==== Information

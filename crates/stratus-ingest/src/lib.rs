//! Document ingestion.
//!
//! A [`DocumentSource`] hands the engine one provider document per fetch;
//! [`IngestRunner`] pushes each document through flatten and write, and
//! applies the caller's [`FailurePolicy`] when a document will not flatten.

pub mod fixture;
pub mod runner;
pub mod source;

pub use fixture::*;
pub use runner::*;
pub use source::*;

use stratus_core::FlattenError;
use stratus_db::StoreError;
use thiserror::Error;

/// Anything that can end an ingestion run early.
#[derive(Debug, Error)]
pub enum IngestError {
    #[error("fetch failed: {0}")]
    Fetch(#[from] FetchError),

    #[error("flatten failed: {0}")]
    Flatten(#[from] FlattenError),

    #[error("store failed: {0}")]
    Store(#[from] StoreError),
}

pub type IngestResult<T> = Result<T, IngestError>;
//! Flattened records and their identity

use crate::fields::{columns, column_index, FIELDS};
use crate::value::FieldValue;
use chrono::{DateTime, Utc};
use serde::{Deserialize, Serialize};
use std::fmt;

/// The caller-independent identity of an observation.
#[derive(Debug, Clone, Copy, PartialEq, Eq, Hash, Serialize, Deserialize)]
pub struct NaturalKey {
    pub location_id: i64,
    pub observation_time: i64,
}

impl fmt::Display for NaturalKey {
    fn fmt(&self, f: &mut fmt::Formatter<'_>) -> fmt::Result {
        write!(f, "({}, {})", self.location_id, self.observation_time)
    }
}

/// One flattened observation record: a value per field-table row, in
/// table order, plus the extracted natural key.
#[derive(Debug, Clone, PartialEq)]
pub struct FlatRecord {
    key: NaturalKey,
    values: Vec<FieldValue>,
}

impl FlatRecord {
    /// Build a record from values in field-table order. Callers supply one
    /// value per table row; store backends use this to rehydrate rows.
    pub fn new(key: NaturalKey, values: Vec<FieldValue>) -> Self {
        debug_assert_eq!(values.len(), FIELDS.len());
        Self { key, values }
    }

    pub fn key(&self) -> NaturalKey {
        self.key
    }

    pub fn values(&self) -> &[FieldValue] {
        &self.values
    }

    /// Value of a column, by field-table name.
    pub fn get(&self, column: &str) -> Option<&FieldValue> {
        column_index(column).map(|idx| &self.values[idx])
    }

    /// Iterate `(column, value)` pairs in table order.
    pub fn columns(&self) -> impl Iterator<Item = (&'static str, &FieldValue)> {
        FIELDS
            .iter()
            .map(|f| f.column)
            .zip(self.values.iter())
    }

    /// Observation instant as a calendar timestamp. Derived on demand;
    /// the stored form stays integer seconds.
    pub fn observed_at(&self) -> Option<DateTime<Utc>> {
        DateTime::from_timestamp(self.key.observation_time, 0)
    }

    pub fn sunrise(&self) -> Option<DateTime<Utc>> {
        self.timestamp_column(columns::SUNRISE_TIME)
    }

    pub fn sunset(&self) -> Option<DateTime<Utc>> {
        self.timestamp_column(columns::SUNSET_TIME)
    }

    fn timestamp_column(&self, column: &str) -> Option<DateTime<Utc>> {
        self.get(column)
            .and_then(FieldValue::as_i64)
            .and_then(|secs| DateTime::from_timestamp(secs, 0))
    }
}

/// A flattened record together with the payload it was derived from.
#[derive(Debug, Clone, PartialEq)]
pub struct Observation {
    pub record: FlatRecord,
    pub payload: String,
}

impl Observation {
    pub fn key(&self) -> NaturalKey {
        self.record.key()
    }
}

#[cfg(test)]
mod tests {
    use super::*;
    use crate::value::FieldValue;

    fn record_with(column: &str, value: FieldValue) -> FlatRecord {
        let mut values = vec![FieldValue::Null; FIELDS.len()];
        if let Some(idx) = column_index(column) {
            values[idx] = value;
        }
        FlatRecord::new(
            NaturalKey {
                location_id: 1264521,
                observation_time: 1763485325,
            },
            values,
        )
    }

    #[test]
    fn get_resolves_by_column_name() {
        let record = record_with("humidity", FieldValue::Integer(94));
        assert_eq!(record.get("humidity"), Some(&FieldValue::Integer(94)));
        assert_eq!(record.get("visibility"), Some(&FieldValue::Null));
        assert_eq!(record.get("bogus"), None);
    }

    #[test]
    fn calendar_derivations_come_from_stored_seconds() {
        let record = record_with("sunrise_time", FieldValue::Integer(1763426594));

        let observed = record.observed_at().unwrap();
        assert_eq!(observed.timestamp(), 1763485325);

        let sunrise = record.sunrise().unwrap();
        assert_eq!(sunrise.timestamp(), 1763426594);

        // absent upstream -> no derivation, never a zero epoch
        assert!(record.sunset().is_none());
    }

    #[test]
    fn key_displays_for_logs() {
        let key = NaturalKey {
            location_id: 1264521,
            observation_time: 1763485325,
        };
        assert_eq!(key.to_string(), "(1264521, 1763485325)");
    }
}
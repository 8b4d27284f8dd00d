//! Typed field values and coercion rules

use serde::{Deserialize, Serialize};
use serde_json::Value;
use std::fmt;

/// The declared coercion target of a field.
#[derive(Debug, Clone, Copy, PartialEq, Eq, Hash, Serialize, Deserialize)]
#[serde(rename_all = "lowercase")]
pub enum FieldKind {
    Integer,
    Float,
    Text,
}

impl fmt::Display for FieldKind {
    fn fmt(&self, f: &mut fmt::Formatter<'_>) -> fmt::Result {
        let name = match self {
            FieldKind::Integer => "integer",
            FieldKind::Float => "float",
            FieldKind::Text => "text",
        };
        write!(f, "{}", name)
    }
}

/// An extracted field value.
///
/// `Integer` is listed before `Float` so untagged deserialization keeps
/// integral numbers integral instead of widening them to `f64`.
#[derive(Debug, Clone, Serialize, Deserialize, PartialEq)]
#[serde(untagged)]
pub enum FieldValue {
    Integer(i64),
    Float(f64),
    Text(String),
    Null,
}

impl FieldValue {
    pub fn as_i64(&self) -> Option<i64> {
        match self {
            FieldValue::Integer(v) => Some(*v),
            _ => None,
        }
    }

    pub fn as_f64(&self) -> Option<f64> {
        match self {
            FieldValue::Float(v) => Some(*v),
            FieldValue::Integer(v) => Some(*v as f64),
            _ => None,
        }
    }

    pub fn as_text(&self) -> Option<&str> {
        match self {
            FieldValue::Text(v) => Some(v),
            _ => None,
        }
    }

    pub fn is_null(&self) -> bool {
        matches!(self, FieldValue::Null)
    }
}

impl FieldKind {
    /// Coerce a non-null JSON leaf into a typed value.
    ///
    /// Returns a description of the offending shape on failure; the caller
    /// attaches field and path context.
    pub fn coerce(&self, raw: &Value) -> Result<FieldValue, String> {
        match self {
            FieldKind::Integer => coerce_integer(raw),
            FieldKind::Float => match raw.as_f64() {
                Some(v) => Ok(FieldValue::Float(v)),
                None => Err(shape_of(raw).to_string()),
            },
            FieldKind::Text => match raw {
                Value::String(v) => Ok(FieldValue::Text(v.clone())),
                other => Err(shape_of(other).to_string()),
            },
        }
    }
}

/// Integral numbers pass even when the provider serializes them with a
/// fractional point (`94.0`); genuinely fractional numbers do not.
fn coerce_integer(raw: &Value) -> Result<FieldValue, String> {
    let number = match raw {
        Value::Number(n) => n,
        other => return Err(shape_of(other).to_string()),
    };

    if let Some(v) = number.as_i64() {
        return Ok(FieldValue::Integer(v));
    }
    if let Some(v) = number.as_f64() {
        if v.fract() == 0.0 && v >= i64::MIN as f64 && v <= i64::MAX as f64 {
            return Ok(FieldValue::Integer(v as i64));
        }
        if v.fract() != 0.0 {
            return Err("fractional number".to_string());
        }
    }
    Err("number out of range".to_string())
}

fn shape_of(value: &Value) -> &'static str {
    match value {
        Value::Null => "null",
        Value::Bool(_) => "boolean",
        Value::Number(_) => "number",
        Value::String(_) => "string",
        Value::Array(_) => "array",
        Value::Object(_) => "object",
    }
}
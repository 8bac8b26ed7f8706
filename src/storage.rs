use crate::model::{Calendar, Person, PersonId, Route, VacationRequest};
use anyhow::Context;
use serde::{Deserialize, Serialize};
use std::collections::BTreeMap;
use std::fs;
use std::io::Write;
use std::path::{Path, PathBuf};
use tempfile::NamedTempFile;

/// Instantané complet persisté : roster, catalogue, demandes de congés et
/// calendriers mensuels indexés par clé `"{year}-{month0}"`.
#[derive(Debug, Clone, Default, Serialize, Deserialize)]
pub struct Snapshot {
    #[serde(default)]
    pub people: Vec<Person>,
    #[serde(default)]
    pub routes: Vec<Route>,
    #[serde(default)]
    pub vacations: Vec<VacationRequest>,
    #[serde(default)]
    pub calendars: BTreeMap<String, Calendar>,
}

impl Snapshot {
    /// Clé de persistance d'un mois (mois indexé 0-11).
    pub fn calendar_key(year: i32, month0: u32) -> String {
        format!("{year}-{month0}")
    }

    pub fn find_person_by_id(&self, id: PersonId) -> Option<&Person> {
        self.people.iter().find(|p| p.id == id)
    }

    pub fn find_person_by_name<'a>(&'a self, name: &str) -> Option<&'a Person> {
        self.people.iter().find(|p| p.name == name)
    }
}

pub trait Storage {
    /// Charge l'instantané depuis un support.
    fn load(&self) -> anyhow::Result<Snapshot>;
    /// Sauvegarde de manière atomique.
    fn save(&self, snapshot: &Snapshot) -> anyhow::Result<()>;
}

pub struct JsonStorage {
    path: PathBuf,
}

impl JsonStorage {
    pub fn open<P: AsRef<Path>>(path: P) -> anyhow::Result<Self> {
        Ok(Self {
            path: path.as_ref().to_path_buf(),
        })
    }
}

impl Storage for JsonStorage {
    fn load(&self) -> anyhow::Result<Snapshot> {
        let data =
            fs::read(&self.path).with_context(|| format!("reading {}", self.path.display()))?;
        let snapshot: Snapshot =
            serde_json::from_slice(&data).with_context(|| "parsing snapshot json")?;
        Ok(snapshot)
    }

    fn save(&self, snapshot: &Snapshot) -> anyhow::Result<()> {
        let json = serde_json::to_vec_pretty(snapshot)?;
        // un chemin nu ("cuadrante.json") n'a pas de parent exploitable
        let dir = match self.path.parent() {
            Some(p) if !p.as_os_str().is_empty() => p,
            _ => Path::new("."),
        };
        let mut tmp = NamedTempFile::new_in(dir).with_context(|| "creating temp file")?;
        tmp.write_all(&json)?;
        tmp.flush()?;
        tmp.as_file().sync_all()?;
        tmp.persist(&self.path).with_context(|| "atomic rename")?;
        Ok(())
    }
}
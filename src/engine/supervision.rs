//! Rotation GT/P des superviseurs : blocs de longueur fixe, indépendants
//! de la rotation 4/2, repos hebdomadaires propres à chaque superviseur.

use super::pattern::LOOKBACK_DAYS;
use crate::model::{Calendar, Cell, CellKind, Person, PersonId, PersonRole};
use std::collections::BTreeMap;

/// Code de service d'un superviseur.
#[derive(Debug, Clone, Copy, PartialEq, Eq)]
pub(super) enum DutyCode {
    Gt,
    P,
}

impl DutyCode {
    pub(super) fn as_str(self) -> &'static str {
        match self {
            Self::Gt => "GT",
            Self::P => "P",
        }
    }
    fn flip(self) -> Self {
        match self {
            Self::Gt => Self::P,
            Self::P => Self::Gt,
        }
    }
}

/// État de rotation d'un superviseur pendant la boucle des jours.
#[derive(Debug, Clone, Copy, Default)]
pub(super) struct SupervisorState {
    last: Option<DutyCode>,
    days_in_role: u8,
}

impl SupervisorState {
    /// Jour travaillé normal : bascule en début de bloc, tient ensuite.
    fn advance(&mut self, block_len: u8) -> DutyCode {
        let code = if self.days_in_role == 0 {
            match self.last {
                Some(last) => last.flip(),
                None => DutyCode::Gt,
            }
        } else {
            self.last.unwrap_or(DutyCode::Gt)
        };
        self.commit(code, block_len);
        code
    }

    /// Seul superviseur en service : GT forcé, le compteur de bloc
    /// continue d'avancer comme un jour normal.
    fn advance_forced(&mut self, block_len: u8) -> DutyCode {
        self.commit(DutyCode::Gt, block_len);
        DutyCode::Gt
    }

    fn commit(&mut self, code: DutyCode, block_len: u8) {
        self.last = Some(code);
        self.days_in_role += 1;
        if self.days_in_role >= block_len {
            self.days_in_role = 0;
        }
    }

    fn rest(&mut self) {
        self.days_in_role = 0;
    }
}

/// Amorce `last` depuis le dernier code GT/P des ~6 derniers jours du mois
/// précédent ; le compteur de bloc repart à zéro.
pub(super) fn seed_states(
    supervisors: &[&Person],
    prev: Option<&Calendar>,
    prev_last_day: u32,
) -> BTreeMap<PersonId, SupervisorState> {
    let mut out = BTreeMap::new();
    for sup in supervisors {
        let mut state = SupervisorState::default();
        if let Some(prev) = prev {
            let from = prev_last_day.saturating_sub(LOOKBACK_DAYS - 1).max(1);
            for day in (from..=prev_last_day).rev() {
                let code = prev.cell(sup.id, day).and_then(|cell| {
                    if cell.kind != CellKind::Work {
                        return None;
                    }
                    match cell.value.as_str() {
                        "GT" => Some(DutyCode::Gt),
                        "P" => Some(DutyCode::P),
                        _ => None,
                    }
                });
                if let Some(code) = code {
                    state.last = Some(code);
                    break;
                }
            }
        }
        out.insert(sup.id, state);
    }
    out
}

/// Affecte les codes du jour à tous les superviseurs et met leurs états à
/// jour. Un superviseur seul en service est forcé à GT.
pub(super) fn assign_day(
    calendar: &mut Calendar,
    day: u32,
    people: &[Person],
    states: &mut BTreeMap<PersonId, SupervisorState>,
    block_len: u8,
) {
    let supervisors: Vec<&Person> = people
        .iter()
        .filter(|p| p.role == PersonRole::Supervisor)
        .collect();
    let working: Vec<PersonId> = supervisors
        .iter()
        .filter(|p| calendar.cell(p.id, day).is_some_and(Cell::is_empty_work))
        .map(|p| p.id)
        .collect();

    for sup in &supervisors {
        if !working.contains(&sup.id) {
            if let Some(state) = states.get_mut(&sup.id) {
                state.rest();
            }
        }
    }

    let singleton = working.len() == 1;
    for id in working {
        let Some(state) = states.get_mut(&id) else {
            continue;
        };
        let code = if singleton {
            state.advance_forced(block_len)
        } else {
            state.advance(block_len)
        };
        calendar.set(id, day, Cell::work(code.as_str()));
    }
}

========

When you answer, output each line of the data exactly as given, from its first line up to and including the one with "extracted natural key.".

filename crates/stratus-ingest/src/lib.rs
//! Document ingestion.
//!
//! A [`DocumentSource`] hands the engine one provider document per fetch;
//! [`IngestRunner`] pushes each document through flatten and write, and
//! applies the caller's [`FailurePolicy`] when a document will not flatten.

pub mod fixture;
pub mod runner;
pub mod source;

pub use fixture::*;
pub use runner::*;
pub use source::*;

use stratus_core::FlattenError;
use stratus_db::StoreError;
use thiserror::Error;

/// Anything that can end an ingestion run early.
#[derive(Debug, Error)]
pub enum IngestError {
    #[error("fetch failed: {0}")]
    Fetch(#[from] FetchError),

    #[error("flatten failed: {0}")]
    Flatten(#[from] FlattenError),

    #[error("store failed: {0}")]
    Store(#[from] StoreError),
}

pub type IngestResult<T> = Result<T, IngestError>;
//! Flattened records and their identity

use crate::fields::{columns, column_index, FIELDS};
use crate::value::FieldValue;
use chrono::{DateTime, Utc};
use serde::{Deserialize, Serialize};
use std::fmt;

/// The caller-independent identity of an observation.
#[derive(Debug, Clone, Copy, PartialEq, Eq, Hash, Serialize, Deserialize)]
pub struct NaturalKey {
    pub location_id: i64,
    pub observation_time: i64,
}

impl fmt::Display for NaturalKey {
    fn fmt(&self, f: &mut fmt::Formatter<'_>) -> fmt::Result {
        write!(f, "({}, {})", self.location_id, self.observation_time)
    }
}

/// One flattened observation record: a value per field-table row, in
/// table order, plus the extracted natural key.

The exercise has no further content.